[Requirement] Please retype every entry below, keeping it exactly the same.

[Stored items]
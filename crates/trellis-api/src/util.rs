// ── Value and naming helpers ──
//
// Shared by the route compiler, the request engine, and the core
// crate's sync naming.

use serde_json::Value;

/// Truthiness of a dynamic value: `null`, `false`, `0`, and `""` are falsy.
/// Arrays and objects are truthy even when empty.
pub fn is_falsy(value: &Value) -> bool {
    match value {
        Value::Null => true,
        Value::Bool(b) => !b,
        Value::Number(n) => n.as_f64().is_some_and(|f| f == 0.0),
        Value::String(s) => s.is_empty(),
        Value::Array(_) | Value::Object(_) => false,
    }
}

/// Upper-camel-case a name: `"user_profile"` and `"user-profile"` both
/// become `"UserProfile"`, `"admin/users"` becomes `"AdminUsers"`.
pub fn camel_case(name: &str) -> String {
    name.split(['_', '-', ' ', '/'])
        .filter(|part| !part.is_empty())
        .map(capitalize)
        .collect()
}

/// Uppercase the first character, leaving the rest untouched.
pub fn capitalize(word: &str) -> String {
    let mut chars = word.chars();
    match chars.next() {
        Some(first) => first.to_uppercase().chain(chars).collect(),
        None => String::new(),
    }
}

/// Render a value for substitution into a URI template.
pub(crate) fn segment_text(value: &Value) -> String {
    match value {
        Value::String(s) => s.clone(),
        Value::Null => String::new(),
        other => other.to_string(),
    }
}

[Response to this task]
filename crates/trellis-api/src/util.rs
// ── Value and naming helpers ──
//
// Shared by the route compiler, the request engine, and the core
// crate's sync naming.

use serde_json::Value;

/// Truthiness of a dynamic value: `null`, `false`, `0`, and `""` are falsy.
/// Arrays and objects are truthy even when empty.
pub fn is_falsy(value: &Value) -> bool {
    match value {
        Value::Null => true,
        Value::Bool(b) => !b,
        Value::Number(n) => n.as_f64().is_some_and(|f| f == 0.0),
        Value::String(s) => s.is_empty(),
        Value::Array(_) | Value::Object(_) => false,
    }
}

/// Upper-camel-case a name: `"user_profile"` and `"user-profile"` both
/// become `"UserProfile"`, `"admin/users"` becomes `"AdminUsers"`.
pub fn camel_case(name: &str) -> String {
    name.split(['_', '-', ' ', '/'])
        .filter(|part| !part.is_empty())
        .map(capitalize)
        .collect()
}

/// Uppercase the first character, leaving the rest untouched.
pub fn capitalize(word: &str) -> String {
    let mut chars = word.chars();
    match chars.next() {
        Some(first) => first.to_uppercase().chain(chars).collect(),
        None => String::new(),
    }
}

/// Render a value for substitution into a URI template.
pub(crate) fn segment_text(value: &Value) -> String {
    match value {
        Value::String(s) => s.clone(),
        Value::Null => String::new(),
        other => other.to_string(),
    }
}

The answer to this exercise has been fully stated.